If you interrupted a private conversation between two people, would you expect a negative response from these people?

If you burst into a business meeting to have a discussion with one of the participants, would you expect a negative response from the meeting members?

Most reasonable people would answer "Yes" - and rightly so.

Why then, do some organisations feel that they have the right to have cold call canvassers ring people all day every day, interrupting their workflow in an attempt to obtain their business?

Two days ago I was involved in a very important meeting held at my house, where we were working on a product of ours that we are in the middle of developing and in a six and a half hour period no fewer than 24 calls came through from cold call canvassers trying to sell us products and services that we had no interest in whatsoever.

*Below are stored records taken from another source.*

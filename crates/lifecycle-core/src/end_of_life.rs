//! End-of-life stage (EN 15978 C1-C4)
//!
//! - C1: demolition, area × method factor
//! - C2: transport of all waste to processing/disposal
//! - C3: recycling and incineration of each waste stream
//! - C4: landfill of each waste stream

use serde::{Deserialize, Deserializer, Serialize};
use shared_types::EndOfLifeEmissions;

use crate::materials::{waste_factors, DISPOSAL_TRANSPORT_FACTOR};

/// Area assumed when the building has no recorded size
pub const DEFAULT_AREA_SQM: f64 = 1000.0;

/// Haul distance assumed when the entered distance is unusable
pub const DEFAULT_TRANSPORT_KM: f64 = 50.0;

/// Method assumed for ids outside the fixed set
pub const FALLBACK_DEMOLITION_METHOD: DemolitionMethod = DemolitionMethod::Conventional;

/// Demolition approach with its C1 factor (kgCO2e per m²)
///
/// Deserializing an unknown id yields [`FALLBACK_DEMOLITION_METHOD`], so a
/// stored record with a retired method id still restores.
#[derive(Debug, Clone, Copy, Default, PartialEq, Eq, Hash, Serialize)]
#[serde(rename_all = "lowercase")]
pub enum DemolitionMethod {
    Conventional,
    #[default]
    Selective,
    Deconstruction,
    Implosion,
}

impl DemolitionMethod {
    pub fn all() -> [DemolitionMethod; 4] {
        [
            DemolitionMethod::Conventional,
            DemolitionMethod::Selective,
            DemolitionMethod::Deconstruction,
            DemolitionMethod::Implosion,
        ]
    }

    pub fn id(&self) -> &'static str {
        match self {
            DemolitionMethod::Conventional => "conventional",
            DemolitionMethod::Selective => "selective",
            DemolitionMethod::Deconstruction => "deconstruction",
            DemolitionMethod::Implosion => "implosion",
        }
    }

    pub fn label(&self) -> &'static str {
        match self {
            DemolitionMethod::Conventional => "Conventional Demolition",
            DemolitionMethod::Selective => "Selective Demolition",
            DemolitionMethod::Deconstruction => "Deconstruction",
            DemolitionMethod::Implosion => "Controlled Implosion",
        }
    }

    pub fn description(&self) -> &'static str {
        match self {
            DemolitionMethod::Conventional => "Standard mechanical demolition",
            DemolitionMethod::Selective => "Careful material separation for recycling",
            DemolitionMethod::Deconstruction => "Manual dismantling for maximum reuse",
            DemolitionMethod::Implosion => "Explosive demolition (large structures)",
        }
    }

    /// kgCO2e per m² of floor area
    pub fn factor(&self) -> f64 {
        match self {
            DemolitionMethod::Conventional => 25.0,
            DemolitionMethod::Selective => 35.0,
            DemolitionMethod::Deconstruction => 45.0,
            DemolitionMethod::Implosion => 15.0,
        }
    }

    pub fn from_id(id: &str) -> Option<Self> {
        Self::all()
            .into_iter()
            .find(|m| m.id().eq_ignore_ascii_case(id.trim()))
    }

    /// Method for a raw id, the conventional method when the id is unknown
    pub fn from_id_or_fallback(id: &str) -> Self {
        Self::from_id(id).unwrap_or(FALLBACK_DEMOLITION_METHOD)
    }

    /// Factor for a raw method id; unknown ids get the conventional factor
    pub fn factor_for_id(id: &str) -> f64 {
        Self::from_id_or_fallback(id).factor()
    }
}

impl<'de> Deserialize<'de> for DemolitionMethod {
    fn deserialize<D: Deserializer<'de>>(deserializer: D) -> Result<Self, D::Error> {
        let id = String::deserialize(deserializer)?;
        Ok(Self::from_id_or_fallback(&id))
    }
}

/// One of the three disposal route percentages of a waste fraction
#[derive(Debug, Clone, Copy, PartialEq, Eq)]
pub enum PercentField {
    Recycle,
    Landfill,
    Incineration,
}

/// Tonnage of one material and how it is split between disposal routes
#[derive(Debug, Clone, PartialEq, Serialize, Deserialize)]
#[serde(rename_all = "camelCase")]
pub struct WasteFraction {
    pub material: String,
    #[serde(default)]
    pub tonnes: f64,
    #[serde(default)]
    pub recycle_percent: f64,
    #[serde(default)]
    pub landfill_percent: f64,
    #[serde(default)]
    pub incineration_percent: f64,
}

fn clamp_percent(value: f64) -> f64 {
    if value.is_nan() {
        0.0
    } else {
        value.clamp(0.0, 100.0)
    }
}

impl WasteFraction {
    pub fn new(
        material: &str,
        tonnes: f64,
        recycle: f64,
        landfill: f64,
        incineration: f64,
    ) -> Self {
        Self {
            material: material.to_string(),
            tonnes,
            recycle_percent: recycle,
            landfill_percent: landfill,
            incineration_percent: incineration,
        }
    }

    pub fn percent(&self, field: PercentField) -> f64 {
        match field {
            PercentField::Recycle => self.recycle_percent,
            PercentField::Landfill => self.landfill_percent,
            PercentField::Incineration => self.incineration_percent,
        }
    }

    pub fn percent_sum(&self) -> f64 {
        self.recycle_percent + self.landfill_percent + self.incineration_percent
    }

    /// Copy with a new tonnage (negative tonnage becomes zero)
    pub fn with_tonnes(&self, tonnes: f64) -> Self {
        Self {
            tonnes: tonnes.max(0.0),
            ..self.clone()
        }
    }

    /// Copy with one percentage edited and the other two rebalanced.
    ///
    /// The edited value is clamped to [0, 100] and never changed afterwards.
    /// When the three percentages then exceed 100 the excess is removed in a
    /// fixed precedence order:
    ///
    /// - recycle edited: half the excess from landfill and half from
    ///   incineration
    /// - landfill edited: the whole excess from recycle
    /// - incineration edited: the whole excess from landfill
    ///
    /// Each reduction floors at 0. Whatever a floor left over is taken from
    /// the remaining field so the sum never exceeds 100.
    pub fn with_percent(&self, field: PercentField, value: f64) -> Self {
        let mut next = self.clone();
        let value = clamp_percent(value);
        match field {
            PercentField::Recycle => next.recycle_percent = value,
            PercentField::Landfill => next.landfill_percent = value,
            PercentField::Incineration => next.incineration_percent = value,
        }

        let excess = next.percent_sum() - 100.0;
        if excess <= 0.0 {
            return next;
        }

        match field {
            PercentField::Recycle => {
                next.landfill_percent = (next.landfill_percent - excess / 2.0).max(0.0);
                next.incineration_percent = (next.incineration_percent - excess / 2.0).max(0.0);
            }
            PercentField::Landfill => {
                next.recycle_percent = (next.recycle_percent - excess).max(0.0);
            }
            PercentField::Incineration => {
                next.landfill_percent = (next.landfill_percent - excess).max(0.0);
            }
        }

        let residual = next.percent_sum() - 100.0;
        if residual > 0.0 {
            match field {
                PercentField::Recycle => {
                    if next.landfill_percent > 0.0 {
                        next.landfill_percent = (next.landfill_percent - residual).max(0.0);
                    } else {
                        next.incineration_percent = (next.incineration_percent - residual).max(0.0);
                    }
                }
                PercentField::Landfill => {
                    next.incineration_percent = (next.incineration_percent - residual).max(0.0);
                }
                PercentField::Incineration => {
                    next.recycle_percent = (next.recycle_percent - residual).max(0.0);
                }
            }
        }

        next
    }

    /// Copy that satisfies the fraction invariants: tonnes >= 0, each
    /// percentage in [0, 100] and a sum of at most 100.
    ///
    /// An over-full split is trimmed as if recycle had just been entered, so
    /// recycle keeps its value and landfill and incineration give way.
    pub fn normalized(&self) -> Self {
        let tonnes = if self.tonnes.is_finite() { self.tonnes.max(0.0) } else { 0.0 };
        let clamped = Self {
            material: self.material.clone(),
            tonnes,
            recycle_percent: clamp_percent(self.recycle_percent),
            landfill_percent: clamp_percent(self.landfill_percent),
            incineration_percent: clamp_percent(self.incineration_percent),
        };
        clamped.with_percent(PercentField::Recycle, clamped.recycle_percent)
    }

    fn routed_tonnes(&self, percent: f64) -> f64 {
        self.tonnes * (percent / 100.0)
    }

    /// C3 share of this fraction: recycling plus incineration
    pub fn processing_emissions(&self) -> f64 {
        let factors = waste_factors(&self.material);
        self.routed_tonnes(self.recycle_percent) * factors.recycling
            + self.routed_tonnes(self.incineration_percent) * factors.incineration
    }

    /// C4 share of this fraction: landfill
    pub fn disposal_emissions(&self) -> f64 {
        self.routed_tonnes(self.landfill_percent) * waste_factors(&self.material).landfill
    }
}

/// Typical building composition, all tonnages zero
pub fn default_waste_fractions() -> Vec<WasteFraction> {
    vec![
        WasteFraction::new("concrete", 0.0, 80.0, 20.0, 0.0),
        WasteFraction::new("steel", 0.0, 95.0, 5.0, 0.0),
        WasteFraction::new("timber", 0.0, 40.0, 40.0, 20.0),
        WasteFraction::new("brick", 0.0, 70.0, 30.0, 0.0),
        WasteFraction::new("glass", 0.0, 60.0, 40.0, 0.0),
        WasteFraction::new("plasterboard", 0.0, 50.0, 50.0, 0.0),
        WasteFraction::new("mixed_waste", 0.0, 20.0, 70.0, 10.0),
    ]
}

pub fn total_waste_tonnes(fractions: &[WasteFraction]) -> f64 {
    fractions.iter().map(|w| w.tonnes).sum()
}

/// Tonnage-weighted recycling rate in percent, 0 without waste
pub fn average_recycle_rate(fractions: &[WasteFraction]) -> f64 {
    let total = total_waste_tonnes(fractions);
    if total > 0.0 {
        fractions.iter().map(|w| w.tonnes * w.recycle_percent).sum::<f64>() / total
    } else {
        0.0
    }
}

/// User-editable end-of-life inputs, persisted between sessions
#[derive(Debug, Clone, PartialEq, Serialize, Deserialize)]
#[serde(rename_all = "camelCase")]
pub struct EndOfLifeInputs {
    #[serde(default)]
    pub demolition_method: DemolitionMethod,
    /// Raw distance as entered; parsed on every calculation
    #[serde(default = "default_transport_distance")]
    pub transport_distance: String,
    #[serde(default = "default_waste_fractions")]
    pub waste_fractions: Vec<WasteFraction>,
}

fn default_transport_distance() -> String {
    "50".to_string()
}

impl Default for EndOfLifeInputs {
    fn default() -> Self {
        Self {
            demolition_method: DemolitionMethod::default(),
            transport_distance: default_transport_distance(),
            waste_fractions: default_waste_fractions(),
        }
    }
}

impl EndOfLifeInputs {
    /// Copy with one fraction's percentage edited (see [`WasteFraction::with_percent`]).
    /// Out-of-range indices return an unchanged copy.
    pub fn with_fraction_percent(&self, index: usize, field: PercentField, value: f64) -> Self {
        let mut next = self.clone();
        if let Some(fraction) = next.waste_fractions.get_mut(index) {
            *fraction = fraction.with_percent(field, value);
        }
        next
    }

    pub fn with_fraction_tonnes(&self, index: usize, tonnes: f64) -> Self {
        let mut next = self.clone();
        if let Some(fraction) = next.waste_fractions.get_mut(index) {
            *fraction = fraction.with_tonnes(tonnes);
        }
        next
    }

    /// Copy with every waste fraction normalized (see [`WasteFraction::normalized`])
    pub fn normalized(&self) -> Self {
        Self {
            waste_fractions: self.waste_fractions.iter().map(WasteFraction::normalized).collect(),
            ..self.clone()
        }
    }
}

/// Persisted end-of-life document: the inputs plus the emissions they produced
#[derive(Debug, Clone, PartialEq, Serialize, Deserialize)]
#[serde(rename_all = "camelCase")]
pub struct EndOfLifeRecord {
    #[serde(flatten)]
    pub inputs: EndOfLifeInputs,
    #[serde(default)]
    pub emissions: EndOfLifeEmissions,
}

/// Longest numeric prefix of `raw` after leading whitespace
fn leading_number(raw: &str) -> Option<f64> {
    let s = raw.trim_start();
    let end = s
        .find(|c: char| !(c.is_ascii_digit() || matches!(c, '+' | '-' | '.' | 'e' | 'E')))
        .unwrap_or(s.len());
    let candidate = &s[..end];
    (1..=candidate.len()).rev().find_map(|n| candidate[..n].parse::<f64>().ok())
}

/// C1-C4 calculator carrying the defaults for missing area and distance
#[derive(Debug, Clone, Copy, PartialEq)]
pub struct EndOfLifeCalculator {
    default_area_sqm: f64,
    default_transport_km: f64,
}

impl EndOfLifeCalculator {
    pub fn new() -> Self {
        Self {
            default_area_sqm: DEFAULT_AREA_SQM,
            default_transport_km: DEFAULT_TRANSPORT_KM,
        }
    }

    pub fn with_defaults(default_area_sqm: f64, default_transport_km: f64) -> Self {
        Self {
            default_area_sqm,
            default_transport_km,
        }
    }

    /// Area used for C1: the building area, or the default when zero/unset
    pub fn effective_area(&self, building_area_sqm: f64) -> f64 {
        if building_area_sqm.is_finite() && building_area_sqm > 0.0 {
            building_area_sqm
        } else {
            self.default_area_sqm
        }
    }

    /// Parse an entered distance from its leading number, so "12km" reads
    /// as 12. Input without a leading number, zero or negative gives the
    /// default distance.
    pub fn parse_transport_distance(&self, raw: &str) -> f64 {
        match leading_number(raw) {
            Some(km) if km.is_finite() && km > 0.0 => km,
            _ => self.default_transport_km,
        }
    }

    pub fn calculate(
        &self,
        building_area_sqm: f64,
        inputs: &EndOfLifeInputs,
    ) -> EndOfLifeEmissions {
        let area = self.effective_area(building_area_sqm);
        let distance = self.parse_transport_distance(&inputs.transport_distance);
        let normalized = inputs.normalized();
        let fractions = &normalized.waste_fractions;

        let c1 = area * inputs.demolition_method.factor();
        let c2 = total_waste_tonnes(fractions) * distance * DISPOSAL_TRANSPORT_FACTOR;
        let c3 = fractions.iter().map(WasteFraction::processing_emissions).sum();
        let c4 = fractions.iter().map(WasteFraction::disposal_emissions).sum();

        EndOfLifeEmissions::new(c1, c2, c3, c4)
    }
}

impl Default for EndOfLifeCalculator {
    fn default() -> Self {
        Self::new()
    }
}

At first we laughed at the regularity of the calls, but by the end of the day we were most annoyed with their consistency, as these calls continually disrupted the whole "flow" of our work and thought processes. 

Fortunately, here in Australia, the Government has set up a Do Not Call Register, where you can opt out of receiving these types of calls.

Needless to say, my number is now listed with the Do Not Call Register so hopefully, future meetings will "flow" with much less disruption.

This incident made me think of Seth Godin's book Permission Marketing, where the goal should be for marketers to structure their "pitch" in a way that consumers want to hear it.

How are you promoting your products and services to clients and potential clients?

Are they annoyed to hear from you, or are they waiting to hear from you?